Molti romanzi sono strutturati su personaggi che, cercando di capire la verità su sé stessi, vivono con tormento i dubbi riguardanti le loro origini ispirando le combinazioni narrative con cui dare forma, tragica o comica, a storie sulle quali dibattere o, semplicemente, moraleggiare.
Un lupo nella stanza di Amélie Cordonnier è una prospettiva di lettura che si discosta, con le sue soluzioni classiche, dal filone tradizionale (padre ignoto, madre infedele, prole incerta) per approfondire, invece, altri motivi che mettono in discussione il tema della maternità.

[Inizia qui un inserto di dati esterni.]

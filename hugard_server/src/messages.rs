//! Reply texts for the chat commands. Every name passed in here must already be sanitized.
use std::fmt::Write;

use hugard_engine::{db_types::SettledPayment, PayableReference, PaymentHistory, ServerStats};

use crate::data_objects::Embed;

pub const NO_PAYMENTS_YET: &str = "No payments have been made yet.";

pub fn pong(latency_ms: u128) -> String {
    format!("Pong! {latency_ms}ms")
}

pub fn about() -> Embed {
    let description = format!(
        "**About Me:**\nI'm here to help members send payments to the community owner, securely and \
         anonymously!\nI work with Coinbase Commerce directly, so nobody learns anything they shouldn't about \
         you.\n\n**My Features:**\n- **Secure & Anonymous Payments:** I only remember your member id and what you \
         paid.\n- **Global Reach:** Wherever you are in the world, I've got you covered!\n- **Notifications:** The \
         owner hears about your payment as soon as it clears.\n\nVersion {}",
        env!("CARGO_PKG_VERSION")
    );
    Embed::new("Hi there, I'm Hugard", description)
}

/// The embed for a freshly issued charge. `qr_code_url` points at the rendered code for the charge.
pub fn payment_request(reference: &PayableReference, qr_code_url: &str) -> Embed {
    Embed::new("Click me or scan the QR code below!", format!("Amount due: {}!", reference.amount))
        .with_url(reference.payment_url.as_str())
        .with_image(qr_code_url)
}

fn payment_lines(payments: &[SettledPayment]) -> String {
    payments.iter().fold(String::new(), |mut acc, p| {
        let _ = writeln!(
            acc,
            "Paid {} on {} at {}",
            p.amount,
            p.created_at.format("%Y-%m-%d"),
            p.created_at.format("%H:%M:%S")
        );
        acc
    })
}

/// The caller's own history.
pub fn my_history(history: Option<&PaymentHistory>) -> Embed {
    match history {
        None => Embed::new("My Payment History", "You haven't made any payments yet."),
        Some(h) => Embed::new(
            "My Payment History",
            format!("\n{}\nTotal Paid: {}", payment_lines(&h.payments), h.total),
        ),
    }
}

/// Another member's history, for members that can view the audit log.
pub fn member_history(name: &str, history: Option<&PaymentHistory>) -> Embed {
    let title = format!("Total Paid From {name}");
    match history {
        None => Embed::new(title, format!("{name} hasn't made any payments yet.")),
        Some(h) => Embed::new(title, format!("\n{}\n= {}", payment_lines(&h.payments), h.total)),
    }
}

/// Community-wide statistics. `top_payer_name` is the display name of `stats.top_payer`.
pub fn server_stats(stats: Option<&ServerStats>, top_payer_name: &str, community_name: Option<&str>) -> Embed {
    let title = match community_name {
        Some(name) => format!("Hugard's Incredible Statistics For {name}"),
        None => "Hugard's Incredible Statistics".to_string(),
    };
    let Some(stats) = stats else {
        return Embed::new(title, NO_PAYMENTS_YET);
    };
    let description = format!(
        "\nTotal Income: {}\nAverage Income: {}\nTotal Payers: {}\nHighest Paying Member: {top_payer_name} ({})",
        stats.total_income, stats.average_income, stats.payer_count, stats.top_payer.total
    );
    Embed::new(title, description)
}
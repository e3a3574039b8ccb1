use actix_web::http::header::HeaderMap;
use hmac::{Hmac, Mac};
use log::warn;
use sha2::Sha256;

pub const COMMUNITY_HEADER: &str = "X-Hugard-Community-Id";

type HmacSha256 = Hmac<Sha256>;

/// Checks a base64-encoded HMAC-SHA256 `signature` of `data`, in constant time. Signatures that are not valid base64
/// never match.
pub fn verify_hmac(secret: &str, data: &[u8], signature: &str) -> bool {
    let Ok(expected) = base64::decode(signature.trim()) else {
        return false;
    };
    match <HmacSha256 as Mac>::new_from_slice(secret.as_bytes()) {
        Ok(mut mac) => {
            mac.update(data);
            mac.verify_slice(&expected).is_ok()
        },
        Err(_) => false,
    }
}

/// Base64-encoded HMAC-SHA256 of `data` using `secret` as the key, i.e. what the gateway sends.
#[cfg(test)]
pub fn calculate_hmac(secret: &str, data: &[u8]) -> String {
    // HMAC accepts keys of any length, so this never fails
    <HmacSha256 as Mac>::new_from_slice(secret.as_bytes())
        .map(|mut mac| {
            mac.update(data);
            base64::encode(mac.finalize().into_bytes())
        })
        .unwrap_or_default()
}

/// Only plain identifiers may be used to build file paths and URLs from invoice references.
pub fn is_safe_reference(invoice_ref: &str) -> bool {
    !invoice_ref.is_empty()
        && invoice_ref.len() <= 64
        && invoice_ref.chars().all(|c| c.is_ascii_alphanumeric() || c == '-' || c == '_')
}

/// True if the request was sent on behalf of the configured community.
pub fn is_from_community(headers: &HeaderMap, community_id: &str) -> bool {
    match headers.get(COMMUNITY_HEADER).and_then(|v| v.to_str().ok()) {
        Some(id) if id == community_id => true,
        Some(id) => {
            warn!("💻️ Command received for community {id}, which is not served here. Denying access.");
            false
        },
        None => {
            warn!("💻️ Command received without a community id. Denying access.");
            false
        },
    }
}

#[cfg(test)]
mod test {
    use actix_web::http::header::{HeaderName, HeaderValue};

    use super::*;

    #[test]
    fn community_header() {
        let mut headers = HeaderMap::new();
        assert!(!is_from_community(&headers, "1234"));
        headers.insert(HeaderName::from_static("x-hugard-community-id"), HeaderValue::from_static("999"));
        assert!(!is_from_community(&headers, "1234"));
        headers.insert(HeaderName::from_static("x-hugard-community-id"), HeaderValue::from_static("1234"));
        assert!(is_from_community(&headers, "1234"));
    }

    #[test]
    fn hmac_matches_known_value() {
        // RFC 4231, test case 2
        let hmac = calculate_hmac("Jefe", b"what do ya want for nothing?");
        assert_eq!(hmac, "W9zBRr9gdU5qBCQmCJV1x1oAPwidJzmDnexYuWTsOEM=");
        assert!(verify_hmac("Jefe", b"what do ya want for nothing?", &hmac));
        assert!(!verify_hmac("Jefe", b"what do ya want for nothing!", &hmac));
        assert!(!verify_hmac("Jeff", b"what do ya want for nothing?", &hmac));
        assert!(!verify_hmac("Jefe", b"what do ya want for nothing?", "not base64!"));
    }

    #[test]
    fn safe_references() {
        assert!(is_safe_reference("8ZQ4XK2M"));
        assert!(is_safe_reference("a1b2-c3_d4"));
        assert!(!is_safe_reference("../secrets"));
        assert!(!is_safe_reference(""));
        assert!(!is_safe_reference("abc.svg"));
    }
}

Tema che malvolentieri si presta ad essere messo in discussione col rischio di far emergere un tabù che fa comodo lasciare come tale, a prescindere dai colori con cui si presenta.
Un lupo nella stanza di Amélie Cordonnier: amare o non amare?
Un lupo nella stanza, è così che si sente la voce narrante di Amélie Cordonnier quando si accorge che il suo bambino è, pur essendo chiare e certe la paternità, la fedeltà coniugale e le origini dei genitori, diverso.
Tutti, in famiglia, sono bianchi. Alban, invece, ha un puntino anomalo sul collo che comunica che il pargolo, in realtà, è mulatto.
L’idea che il figlio stia mutando il colore della pelle ossessiona la narratrice che, nel tentativo di venirne a capo, scopre di essere stata adottata e di aver vissuto per trentacinque anni nell’illusione di sapere tutto ciò che serve ed è necessario per stare al mondo integrandosi ad esso come donna, come insegnante, come moglie, come madre.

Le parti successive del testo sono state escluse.